Synergies et compromis : mieux intégrer la biodiversité dans le Bilan mondial
Une décision ambitieuse sur le Bilan mondial (GST) de la COP 28 est l'un des résultats les plus attendus à Dubaï. Mandaté pour évaluer la mise en œuvre de l'Accord de Paris et évaluer les progrès collectifs vers les objectifs climatiques mondiaux, y compris l'objectif de 1,5 °C, le rapport de synthèse d'octobre du GST sur les éléments possibles de sa décision finale a mis en évidence des aspects à la fois rétrospectifs et prospectifs. Le projet actuel de décision du GST pour la COP 28 souligne en particulier l'importance de protéger les écosystèmes et de lutter contre la perte de biodiversité, notamment en mettant un terme à la déforestation et en l'inversant d'ici à 2030.
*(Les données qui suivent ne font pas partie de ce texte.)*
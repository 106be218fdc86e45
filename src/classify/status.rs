//! Status code detection for the result column
//!
//! A result cell may hold a status instead of a time. Status detection runs
//! before duration parsing so that codes are never misread as partial numbers.

use crate::aggregate::fold_upper;
use crate::config::StatusKeywords;
use crate::models::IncidentStatus;

/// Substring matcher for DNF / DNS / DSQ keywords.
///
/// Keywords are upper-cased once at construction, with `İ` folded to `I` on
/// both sides so either Turkish spelling matches; blank keywords are dropped
/// because an empty needle would match every value.
#[derive(Debug, Clone)]
pub struct StatusClassifier {
    dnf: Vec<String>,
    dns: Vec<String>,
    dsq: Vec<String>,
}

impl StatusClassifier {
    pub fn new(keywords: &StatusKeywords) -> Self {
        Self {
            dnf: normalize_keywords(&keywords.dnf),
            dns: normalize_keywords(&keywords.dns),
            dsq: normalize_keywords(&keywords.dsq),
        }
    }

    /// Detect a status code in a free-text value.
    ///
    /// Checks DNF, then DNS, then DSQ; the first set with a keyword contained
    /// in the trimmed, upper-cased value wins. `None` means the caller should
    /// go on to numeric parsing.
    pub fn classify(&self, value: &str) -> Option<IncidentStatus> {
        let normalized = fold_upper(value.trim());
        if normalized.is_empty() {
            return None;
        }

        [
            (IncidentStatus::Dnf, &self.dnf),
            (IncidentStatus::Dns, &self.dns),
            (IncidentStatus::Dsq, &self.dsq),
        ]
        .into_iter()
        .find(|(_, keywords)| {
            keywords
                .iter()
                .any(|keyword| normalized.contains(keyword.as_str()))
        })
        .map(|(status, _)| status)
    }
}

impl Default for StatusClassifier {
    fn default() -> Self {
        Self::new(&StatusKeywords::default())
    }
}

fn normalize_keywords(keywords: &[String]) -> Vec<String> {
    keywords
        .iter()
        .map(|keyword| fold_upper(keyword.trim()))
        .filter(|keyword| !keyword.is_empty())
        .collect()
}
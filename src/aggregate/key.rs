//! Canonical entity keys
//!
//! Every grouping and every dimension join goes through [`EntityKey`] so that
//! whitespace drift in the source never splits one entity into two.

use serde::Serialize;
use std::fmt;

/// Normalized entity name: trimmed, internal whitespace collapsed to single
/// spaces. Case is preserved, since differently-cased names may be different
/// people.
#[derive(Debug, Clone, PartialEq, Eq, Hash, PartialOrd, Ord, Serialize)]
#[serde(transparent)]
pub struct EntityKey(String);

impl EntityKey {
    /// Normalize a name; `None` when nothing but whitespace remains
    pub fn new(name: &str) -> Option<Self> {
        let collapsed = name.split_whitespace().collect::<Vec<_>>().join(" ");
        if collapsed.is_empty() {
            None
        } else {
            Some(Self(collapsed))
        }
    }

    /// Normalize an optional source cell
    pub fn from_cell(cell: Option<&str>) -> Option<Self> {
        cell.and_then(Self::new)
    }

    pub fn as_str(&self) -> &str {
        &self.0
    }

    /// Upper-cased, underscore-joined natural identifier (`"Ali Veli"` -> `"ALI_VELI"`)
    pub fn identifier(&self) -> String {
        self.0.replace(' ', "_").to_uppercase()
    }
}

/// Upper-case for keyword matching, folding the dotted capital I so that
/// `Türkiye` and `TÜRKİYE` compare equal
pub fn fold_upper(text: &str) -> String {
    text.to_uppercase().replace('İ', "I")
}

/// Lower-case counterpart of [`fold_upper`]; `İ` becomes a plain `i`
/// instead of `i` plus a combining dot
pub fn fold_lower(text: &str) -> String {
    text.replace('İ', "i").to_lowercase()
}

impl fmt::Display for EntityKey {
    fn fmt(&self, f: &mut fmt::Formatter<'_>) -> fmt::Result {
        f.write_str(&self.0)
    }
}

#[cfg(test)]
mod tests {
    use super::*;

    #[test]
    fn test_trims_and_collapses_whitespace() {
        let key = EntityKey::new("  Ali \t  Veli ").unwrap();
        assert_eq!(key.as_str(), "Ali Veli");
        assert_eq!(key, EntityKey::new("Ali Veli").unwrap());
    }

    #[test]
    fn test_case_is_preserved() {
        assert_ne!(EntityKey::new("ali veli"), EntityKey::new("Ali Veli"));
    }

    #[test]
    fn test_blank_is_none() {
        assert_eq!(EntityKey::new(""), None);
        assert_eq!(EntityKey::new(" \n "), None);
        assert_eq!(EntityKey::from_cell(None), None);
    }

    #[test]
    fn test_identifier() {
        let key = EntityKey::new("Galatasaray  Spor Kulübü").unwrap();
        assert_eq!(key.identifier(), "GALATASARAY_SPOR_KULÜBÜ");
        assert_eq!(key.to_string(), "Galatasaray Spor Kulübü");
    }
}
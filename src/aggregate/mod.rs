//! Per-entity aggregation over classified records
//!
//! Groups classified records by a canonical [`EntityKey`] and folds each group
//! into an [`EntitySummary`]. Output order is the order in which keys are
//! first seen, so identical input always yields identical summaries.
//!
//! ## Architecture
//!
//! - [`key`] - Canonical entity key normalization
//! - [`summary`] - Summary shape and the per-key accumulator
//! - [`Aggregator`] - Single-pass grouping, mergeable across partitions
//!
//! ## Usage
//!
//! ```rust
//! use rowing_star::aggregate::summarize_athletes;
//! use rowing_star::classify::RecordClassifier;
//! use rowing_star::models::RawRecord;
//!
//! let raw = RawRecord {
//!     athlete: Some("Ayşe Yılmaz".to_string()),
//!     rank: Some("1".to_string()),
//!     result: Some("7.05.12".to_string()),
//!     ..RawRecord::default()
//! };
//! let records = RecordClassifier::default().classify_all(&[raw]);
//!
//! let athletes = summarize_athletes(&records);
//! assert_eq!(athletes.summaries[0].total_wins, 1);
//! ```

pub mod key;
pub mod summary;

pub use key::{EntityKey, fold_lower, fold_upper};
pub use summary::{AthleteSummary, EntitySummary, SummaryAccumulator, TeamSummary};

use crate::models::ClassifiedRecord;
use std::collections::{HashMap, HashSet};
use std::hash::Hash;

/// Insertion-ordered key index assigning each distinct key a stable slot
#[derive(Debug, Clone)]
pub struct FirstSeen<K> {
    index: HashMap<K, usize>,
    keys: Vec<K>,
}

impl<K: Hash + Eq + Clone> FirstSeen<K> {
    pub fn new() -> Self {
        Self {
            index: HashMap::new(),
            keys: Vec::new(),
        }
    }

    /// Slot of `key`, allocating the next one on first sight
    pub fn insert(&mut self, key: &K) -> usize {
        if let Some(&slot) = self.index.get(key) {
            return slot;
        }
        let slot = self.keys.len();
        self.index.insert(key.clone(), slot);
        self.keys.push(key.clone());
        slot
    }

    pub fn position(&self, key: &K) -> Option<usize> {
        self.index.get(key).copied()
    }

    pub fn keys(&self) -> &[K] {
        &self.keys
    }

    pub fn into_keys(self) -> Vec<K> {
        self.keys
    }

    pub fn len(&self) -> usize {
        self.keys.len()
    }

    pub fn is_empty(&self) -> bool {
        self.keys.is_empty()
    }
}

impl<K: Hash + Eq + Clone> Default for FirstSeen<K> {
    fn default() -> Self {
        Self::new()
    }
}

/// Summaries in first-seen key order plus the records that carried no key
#[derive(Debug, Clone, Default, PartialEq)]
pub struct Aggregation {
    pub summaries: Vec<EntitySummary>,
    /// Records skipped because their key field was absent or blank
    pub records_without_key: usize,
}

impl Aggregation {
    pub fn len(&self) -> usize {
        self.summaries.len()
    }

    pub fn is_empty(&self) -> bool {
        self.summaries.is_empty()
    }

    pub fn get(&self, key: &EntityKey) -> Option<&EntitySummary> {
        self.summaries.iter().find(|summary| &summary.key == key)
    }
}

/// Accumulates summaries one record at a time
#[derive(Debug, Clone, Default)]
pub struct Aggregator {
    order: FirstSeen<EntityKey>,
    totals: Vec<SummaryAccumulator>,
    records_without_key: usize,
}

impl Aggregator {
    pub fn new() -> Self {
        Self::default()
    }

    pub fn add(&mut self, key: Option<EntityKey>, record: &ClassifiedRecord) {
        let Some(key) = key else {
            self.records_without_key += 1;
            return;
        };

        let slot = self.order.insert(&key);
        if slot == self.totals.len() {
            self.totals.push(SummaryAccumulator::default());
        }
        self.totals[slot].add(record);
    }

    /// Fold in an aggregator built over a later partition of the same input.
    ///
    /// Keys first seen in `other` are appended after this aggregator's keys,
    /// so merging consecutive partitions in input order reproduces the
    /// single-pass result.
    pub fn merge(&mut self, other: Aggregator) {
        self.records_without_key += other.records_without_key;
        for (key, totals) in other.order.into_keys().into_iter().zip(other.totals) {
            let slot = self.order.insert(&key);
            if slot == self.totals.len() {
                self.totals.push(totals);
            } else {
                self.totals[slot].merge(&totals);
            }
        }
    }

    pub fn finish(self) -> Aggregation {
        let summaries = self
            .order
            .into_keys()
            .into_iter()
            .zip(self.totals)
            .map(|(key, totals)| totals.finish(key))
            .collect();

        Aggregation {
            summaries,
            records_without_key: self.records_without_key,
        }
    }
}

/// Aggregate records under the key produced by `key_of`
pub fn aggregate_by<F>(records: &[ClassifiedRecord], key_of: F) -> Aggregation
where
    F: Fn(&ClassifiedRecord) -> Option<EntityKey>,
{
    let mut aggregator = Aggregator::new();
    for record in records {
        aggregator.add(key_of(record), record);
    }
    aggregator.finish()
}

pub fn athlete_key(record: &ClassifiedRecord) -> Option<EntityKey> {
    EntityKey::from_cell(record.raw.athlete.as_deref())
}

pub fn team_key(record: &ClassifiedRecord) -> Option<EntityKey> {
    EntityKey::from_cell(record.raw.team.as_deref())
}

/// One summary per distinct athlete
pub fn summarize_athletes(records: &[ClassifiedRecord]) -> Aggregation {
    aggregate_by(records, athlete_key)
}

/// One summary per distinct team
pub fn summarize_teams(records: &[ClassifiedRecord]) -> Aggregation {
    aggregate_by(records, team_key)
}

/// Number of distinct members per group, e.g. athletes per team.
///
/// Records missing either the group or the member key do not count.
pub fn count_distinct<K, G, M>(
    records: &[ClassifiedRecord],
    group_of: G,
    member_of: M,
) -> HashMap<K, usize>
where
    K: Hash + Eq,
    G: Fn(&ClassifiedRecord) -> Option<K>,
    M: Fn(&ClassifiedRecord) -> Option<EntityKey>,
{
    let mut members: HashMap<K, HashSet<EntityKey>> = HashMap::new();
    for record in records {
        if let (Some(group), Some(member)) = (group_of(record), member_of(record)) {
            members.entry(group).or_default().insert(member);
        }
    }
    members
        .into_iter()
        .map(|(group, set)| (group, set.len()))
        .collect()
}

#[cfg(test)]
mod tests {
    use super::*;
    use crate::classify::RecordClassifier;
    use crate::models::RawRecord;

    fn record(athlete: Option<&str>, team: &str, rank: &str, result: &str) -> RawRecord {
        RawRecord {
            athlete: athlete.map(str::to_string),
            team: Some(team.to_string()),
            rank: Some(rank.to_string()),
            result: Some(result.to_string()),
            ..RawRecord::default()
        }
    }

    fn classify(raw: &[RawRecord]) -> Vec<ClassifiedRecord> {
        RecordClassifier::default().classify_all(raw)
    }

    /// Ten races: three wins, two DNFs, one unranked
    fn ten_race_career() -> Vec<RawRecord> {
        let rows = [
            ("1", "7.01.10"),
            ("1", "7.02.20"),
            ("1", "6.59.00"),
            ("2", "7.05.00"),
            ("3", "7.06.00"),
            ("5", "DNF"),
            ("6", "dnf"),
            ("4", "7.10.00"),
            ("", "7.20.00"),
            ("2", "7.03.00"),
        ];
        rows.iter()
            .map(|(rank, result)| record(Some("Ali Veli"), "Kürek Kulübü", rank, result))
            .collect()
    }

    #[test]
    fn test_ten_race_career_summary() {
        let records = classify(&ten_race_career());
        let athletes = summarize_athletes(&records);

        assert_eq!(athletes.len(), 1);
        let summary = &athletes.summaries[0];
        assert_eq!(summary.key.as_str(), "Ali Veli");
        assert_eq!(summary.total_races, 10);
        assert_eq!(summary.total_wins, 3);
        assert_eq!(summary.total_dnf, 2);
        assert_eq!(summary.total_dns, 0);
        assert_eq!(summary.total_races_with_rank, 9);
        assert_eq!(summary.races_with_time, 8);
        assert_eq!(summary.total_podiums, 6);
        assert_eq!(summary.best_rank, Some(1));
        // (1+1+1+2+3+5+6+4+2) / 9
        let avg = summary.avg_rank.unwrap();
        assert!((avg - 25.0 / 9.0).abs() < 1e-9);
        assert!((summary.win_rate() - 30.0).abs() < 1e-9);
        assert!((summary.podium_rate() - 60.0).abs() < 1e-9);
    }

    #[test]
    fn test_no_valid_rank_leaves_rank_stats_empty() {
        let records = classify(&[record(Some("Ayşe"), "Takım", "DNS", "DNS")]);
        let summary = &summarize_athletes(&records).summaries[0];

        assert_eq!(summary.total_races_with_rank, 0);
        assert_eq!(summary.best_rank, None);
        assert_eq!(summary.avg_rank, None);
        assert_eq!(summary.total_dns, 1);
        assert_eq!(summary.win_rate(), 0.0);
    }

    #[test]
    fn test_whitespace_variants_share_one_key() {
        let records = classify(&[
            record(Some("Ali  Veli"), "A Kulübü", "1", "7.00.00"),
            record(Some(" Ali Veli "), "A Kulübü", "2", "7.00.00"),
            record(Some("ALI VELI"), "A Kulübü", "3", "7.00.00"),
        ]);
        let athletes = summarize_athletes(&records);

        assert_eq!(athletes.len(), 2);
        let key = EntityKey::new("Ali Veli").unwrap();
        assert_eq!(athletes.get(&key).unwrap().total_races, 2);
    }

    #[test]
    fn test_first_seen_order_and_skipped_records() {
        let records = classify(&[
            record(Some("Zeynep"), "B", "1", "7.00.00"),
            record(None, "B", "2", "7.00.00"),
            record(Some("Ahmet"), "A", "2", "7.00.00"),
            record(Some("   "), "A", "3", "7.00.00"),
            record(Some("Zeynep"), "B", "1", "7.00.00"),
        ]);
        let athletes = summarize_athletes(&records);

        let names: Vec<_> = athletes.summaries.iter().map(|s| s.key.as_str()).collect();
        assert_eq!(names, vec!["Zeynep", "Ahmet"]);
        assert_eq!(athletes.records_without_key, 2);

        let teams = summarize_teams(&records);
        let names: Vec<_> = teams.summaries.iter().map(|s| s.key.as_str()).collect();
        assert_eq!(names, vec!["B", "A"]);
        assert_eq!(teams.records_without_key, 0);
    }

    #[test]
    fn test_repeated_runs_are_identical() {
        let records = classify(&ten_race_career());
        assert_eq!(summarize_athletes(&records), summarize_athletes(&records));
        assert_eq!(summarize_teams(&records), summarize_teams(&records));
    }

    #[test]
    fn test_merged_partitions_match_single_pass() {
        let mut raw = ten_race_career();
        raw.push(record(Some("Deniz"), "Deniz SK", "1", "7.00.00"));
        raw.push(record(Some("Ali Veli"), "Kürek Kulübü", "2", "DSQ"));
        let records = classify(&raw);

        let (left, right) = records.split_at(6);
        let mut first = Aggregator::new();
        left.iter().for_each(|r| first.add(athlete_key(r), r));
        let mut second = Aggregator::new();
        right.iter().for_each(|r| second.add(athlete_key(r), r));
        first.merge(second);

        assert_eq!(first.finish(), summarize_athletes(&records));
    }

    #[test]
    fn test_count_distinct_athletes_per_team() {
        let records = classify(&[
            record(Some("Ali"), "A Kulübü", "1", "7.00.00"),
            record(Some("Ali"), "A Kulübü", "2", "7.00.00"),
            record(Some("Veli"), "A  Kulübü", "3", "7.00.00"),
            record(Some("Can"), "B Kulübü", "1", "7.00.00"),
            record(None, "B Kulübü", "1", "7.00.00"),
        ]);
        let counts = count_distinct(&records, team_key, athlete_key);

        assert_eq!(counts[&EntityKey::new("A Kulübü").unwrap()], 2);
        assert_eq!(counts[&EntityKey::new("B Kulübü").unwrap()], 1);
    }
}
Cependant, plusieurs éléments clés n'ont pas été inclus dans le projet de décision actuel. Les éléments rétrospectifs négligent de reconnaître les difficultés collectives rencontrées jusqu'à présent par les pays pour mettre un terme à la déforestation tropicale (principalement due à l'expansion de l'agriculture), principale source d'émissions annuelles de 4 à 7 GtCO2 dues au changement d'affectation des terres, et facteur important de perte de biodiversité. L'absence de remise en question de la faisabilité de la (sur)dépendance des Parties à l'égard de la capture du dioxyde de carbone (CDR en anglais) par les terres dans leurs contributions déterminées au niveau national (CDN) et leurs stratégies à long terme (LTS) est également à noter2 .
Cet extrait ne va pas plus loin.